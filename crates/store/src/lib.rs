#![warn(clippy::unwrap_used)]

//! Key/value + set + list store used by the targeting and experiment engines.
//!
//! The engines only ever see `Arc<dyn KvStore>`; the concrete backend is
//! chosen once at startup by [`connect`].

pub mod codec;
pub mod memory;
pub mod redis_store;

use async_trait::async_trait;
use flagline_core::config::{StoreBackend, StoreConfig};
use flagline_core::FlagResult;
use std::collections::{HashMap, HashSet};
use std::sync::Arc;

pub use crate::memory::MemoryStore;
pub use crate::redis_store::RedisStore;

/// Redis-shaped storage surface. Single-key operations are expected to be
/// atomic; nothing here spans keys.
#[async_trait]
pub trait KvStore: Send + Sync {
    /// All fields of a hash, `None` when the key does not exist.
    async fn get_hash(&self, key: &str) -> FlagResult<Option<HashMap<String, String>>>;

    /// Merge `fields` into the hash at `key` (HSET semantics).
    async fn set_hash(&self, key: &str, fields: &HashMap<String, String>) -> FlagResult<()>;

    /// Number of fields in a hash, zero when the key does not exist (HLEN).
    async fn hash_len(&self, key: &str) -> FlagResult<u64>;

    async fn delete(&self, key: &str) -> FlagResult<()>;

    async fn exists(&self, key: &str) -> FlagResult<bool>;

    async fn add_to_set(&self, key: &str, member: &str) -> FlagResult<()>;

    async fn remove_from_set(&self, key: &str, member: &str) -> FlagResult<()>;

    async fn members_of(&self, key: &str) -> FlagResult<HashSet<String>>;

    async fn get(&self, key: &str) -> FlagResult<Option<String>>;

    async fn set(&self, key: &str, value: &str) -> FlagResult<()>;

    /// Append to the tail of a list.
    async fn list_push(&self, key: &str, value: &str) -> FlagResult<()>;

    /// Inclusive range with Redis index rules (`0, -1` is the whole list).
    async fn list_range(&self, key: &str, start: isize, stop: isize) -> FlagResult<Vec<String>>;
}

/// Build the store selected by configuration.
pub async fn connect(config: &StoreConfig) -> FlagResult<Arc<dyn KvStore>> {
    match config.backend {
        StoreBackend::Memory => Ok(Arc::new(MemoryStore::with_prefix(&config.key_prefix))),
        StoreBackend::Redis => Ok(Arc::new(RedisStore::new(config).await?)),
    }
}
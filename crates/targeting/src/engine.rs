//! Rule evaluation: enablement, time window, percentage rollout, then conditions.

use chrono::{DateTime, Utc};
use flagline_core::types::{GroupOperator, RuleEvaluation, RuleGroup, TargetingRule};
use flagline_core::value::Context;
use sha2::{Digest, Sha256};
use tracing::debug;

use crate::conditions;

/// Evaluate a rule against `context` at the current instant.
pub fn evaluate_rule(rule: &TargetingRule, context: &Context) -> RuleEvaluation {
    evaluate_rule_at(rule, context, Utc::now())
}

/// Evaluate a rule as of `now`.
///
/// Gates run in order and any of them can end evaluation early; a gated-out
/// rule reports no matched conditions and every condition as unmatched.
pub fn evaluate_rule_at(
    rule: &TargetingRule,
    context: &Context,
    now: DateTime<Utc>,
) -> RuleEvaluation {
    if !rule.enabled {
        debug!(rule = %rule.name, "Rule disabled");
        return gated_out(rule, now);
    }

    if rule.start_time.is_some_and(|start| now < start)
        || rule.end_time.is_some_and(|end| now > end)
    {
        debug!(rule = %rule.name, now = %now, "Rule outside its time window");
        return gated_out(rule, now);
    }

    if let Some(percentage) = rule.percentage {
        let bucket = context_bucket(context);
        if (bucket as f64) >= percentage {
            debug!(rule = %rule.name, bucket, percentage, "Context outside rollout percentage");
            return gated_out(rule, now);
        }
    }

    let (matched, unmatched): (Vec<_>, Vec<_>) = rule
        .conditions
        .iter()
        .partition(|condition| conditions::evaluate(condition, context));

    RuleEvaluation {
        rule_name: rule.name.clone(),
        result: unmatched.is_empty(),
        matched_conditions: matched.iter().map(|c| c.attribute.clone()).collect(),
        unmatched_conditions: unmatched.iter().map(|c| c.attribute.clone()).collect(),
        evaluated_at: now,
    }
}

/// Evaluate each rule independently, preserving input order.
pub fn evaluate_rules(rules: &[TargetingRule], context: &Context) -> Vec<RuleEvaluation> {
    let now = Utc::now();
    rules
        .iter()
        .map(|rule| evaluate_rule_at(rule, context, now))
        .collect()
}

/// Combine a group's rules with its logical operator.
///
/// An empty AND group matches; an empty OR group does not.
pub fn evaluate_group(group: &RuleGroup, context: &Context) -> bool {
    if !group.enabled {
        return false;
    }
    let evaluations = evaluate_rules(&group.rules, context);
    match group.operator {
        GroupOperator::And => evaluations.iter().all(|e| e.result),
        GroupOperator::Or => evaluations.iter().any(|e| e.result),
    }
}

/// Rollout bucket (0-99) of a whole context.
///
/// SHA-256 over the canonical JSON (keys sorted, compact), read as one
/// big-endian integer and reduced modulo 100. Two identical contexts always
/// land in the same bucket, regardless of which user sent them.
pub fn context_bucket(context: &Context) -> u8 {
    // A BTreeMap of strings to plain values always serializes.
    let canonical = serde_json::to_vec(context).unwrap_or_default();
    let digest = Sha256::digest(&canonical);
    let bucket = digest
        .iter()
        .fold(0u32, |acc, byte| (acc * 256 + u32::from(*byte)) % 100);
    bucket as u8
}

fn gated_out(rule: &TargetingRule, now: DateTime<Utc>) -> RuleEvaluation {
    RuleEvaluation {
        rule_name: rule.name.clone(),
        result: false,
        matched_conditions: Vec::new(),
        unmatched_conditions: rule.condition_attributes(),
        evaluated_at: now,
    }
}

#####

Nothing may be left out. Retype all the entries exactly.

filename crates/store/src/lib.rs
#![warn(clippy::unwrap_used)]

//! Key/value + set + list store used by the targeting and experiment engines.
//!
//! The engines only ever see `Arc<dyn KvStore>`; the concrete backend is
//! chosen once at startup by [`connect`].

pub mod codec;
pub mod memory;
pub mod redis_store;

use async_trait::async_trait;
use flagline_core::config::{StoreBackend, StoreConfig};
use flagline_core::FlagResult;
use std::collections::{HashMap, HashSet};
use std::sync::Arc;

pub use crate::memory::MemoryStore;
pub use crate::redis_store::RedisStore;

/// Redis-shaped storage surface. Single-key operations are expected to be
/// atomic; nothing here spans keys.
#[async_trait]
pub trait KvStore: Send + Sync {
    /// All fields of a hash, `None` when the key does not exist.
    async fn get_hash(&self, key: &str) -> FlagResult<Option<HashMap<String, String>>>;

    /// Merge `fields` into the hash at `key` (HSET semantics).
    async fn set_hash(&self, key: &str, fields: &HashMap<String, String>) -> FlagResult<()>;

    /// Number of fields in a hash, zero when the key does not exist (HLEN).
    async fn hash_len(&self, key: &str) -> FlagResult<u64>;

    async fn delete(&self, key: &str) -> FlagResult<()>;

    async fn exists(&self, key: &str) -> FlagResult<bool>;

    async fn add_to_set(&self, key: &str, member: &str) -> FlagResult<()>;

    async fn remove_from_set(&self, key: &str, member: &str) -> FlagResult<()>;

    async fn members_of(&self, key: &str) -> FlagResult<HashSet<String>>;

    async fn get(&self, key: &str) -> FlagResult<Option<String>>;

    async fn set(&self, key: &str, value: &str) -> FlagResult<()>;

    /// Append to the tail of a list.
    async fn list_push(&self, key: &str, value: &str) -> FlagResult<()>;

    /// Inclusive range with Redis index rules (`0, -1` is the whole list).
    async fn list_range(&self, key: &str, start: isize, stop: isize) -> FlagResult<Vec<String>>;
}

/// Build the store selected by configuration.
pub async fn connect(config: &StoreConfig) -> FlagResult<Arc<dyn KvStore>> {
    match config.backend {
        StoreBackend::Memory => Ok(Arc::new(MemoryStore::with_prefix(&config.key_prefix))),
        StoreBackend::Redis => Ok(Arc::new(RedisStore::new(config).await?)),
    }
}
filename crates/targeting/src/engine.rs
//! Rule evaluation: enablement, time window, percentage rollout, then conditions.

use chrono::{DateTime, Utc};
use flagline_core::types::{GroupOperator, RuleEvaluation, RuleGroup, TargetingRule};
use flagline_core::value::Context;
use sha2::{Digest, Sha256};
use tracing::debug;

use crate::conditions;

/// Evaluate a rule against `context` at the current instant.
pub fn evaluate_rule(rule: &TargetingRule, context: &Context) -> RuleEvaluation {
    evaluate_rule_at(rule, context, Utc::now())
}

/// Evaluate a rule as of `now`.
///
/// Gates run in order and any of them can end evaluation early; a gated-out
/// rule reports no matched conditions and every condition as unmatched.
pub fn evaluate_rule_at(
    rule: &TargetingRule,
    context: &Context,
    now: DateTime<Utc>,
) -> RuleEvaluation {
    if !rule.enabled {
        debug!(rule = %rule.name, "Rule disabled");
        return gated_out(rule, now);
    }

    if rule.start_time.is_some_and(|start| now < start)
        || rule.end_time.is_some_and(|end| now > end)
    {
        debug!(rule = %rule.name, now = %now, "Rule outside its time window");
        return gated_out(rule, now);
    }

    if let Some(percentage) = rule.percentage {
        let bucket = context_bucket(context);
        if (bucket as f64) >= percentage {
            debug!(rule = %rule.name, bucket, percentage, "Context outside rollout percentage");
            return gated_out(rule, now);
        }
    }

    let (matched, unmatched): (Vec<_>, Vec<_>) = rule
        .conditions
        .iter()
        .partition(|condition| conditions::evaluate(condition, context));

    RuleEvaluation {
        rule_name: rule.name.clone(),
        result: unmatched.is_empty(),
        matched_conditions: matched.iter().map(|c| c.attribute.clone()).collect(),
        unmatched_conditions: unmatched.iter().map(|c| c.attribute.clone()).collect(),
        evaluated_at: now,
    }
}

/// Evaluate each rule independently, preserving input order.
pub fn evaluate_rules(rules: &[TargetingRule], context: &Context) -> Vec<RuleEvaluation> {
    let now = Utc::now();
    rules
        .iter()
        .map(|rule| evaluate_rule_at(rule, context, now))
        .collect()
}

/// Combine a group's rules with its logical operator.
///
/// An empty AND group matches; an empty OR group does not.
pub fn evaluate_group(group: &RuleGroup, context: &Context) -> bool {
    if !group.enabled {
        return false;
    }
    let evaluations = evaluate_rules(&group.rules, context);
    match group.operator {
        GroupOperator::And => evaluations.iter().all(|e| e.result),
        GroupOperator::Or => evaluations.iter().any(|e| e.result),
    }
}

/// Rollout bucket (0-99) of a whole context.
///
/// SHA-256 over the canonical JSON (keys sorted, compact), read as one
/// big-endian integer and reduced modulo 100. Two identical contexts always
/// land in the same bucket, regardless of which user sent them.
pub fn context_bucket(context: &Context) -> u8 {
    // A BTreeMap of strings to plain values always serializes.
    let canonical = serde_json::to_vec(context).unwrap_or_default();
    let digest = Sha256::digest(&canonical);
    let bucket = digest
        .iter()
        .fold(0u32, |acc, byte| (acc * 256 + u32::from(*byte)) % 100);
    bucket as u8
}

fn gated_out(rule: &TargetingRule, now: DateTime<Utc>) -> RuleEvaluation {
    RuleEvaluation {
        rule_name: rule.name.clone(),
        result: false,
        matched_conditions: Vec::new(),
        unmatched_conditions: rule.condition_attributes(),
        evaluated_at: now,
    }
}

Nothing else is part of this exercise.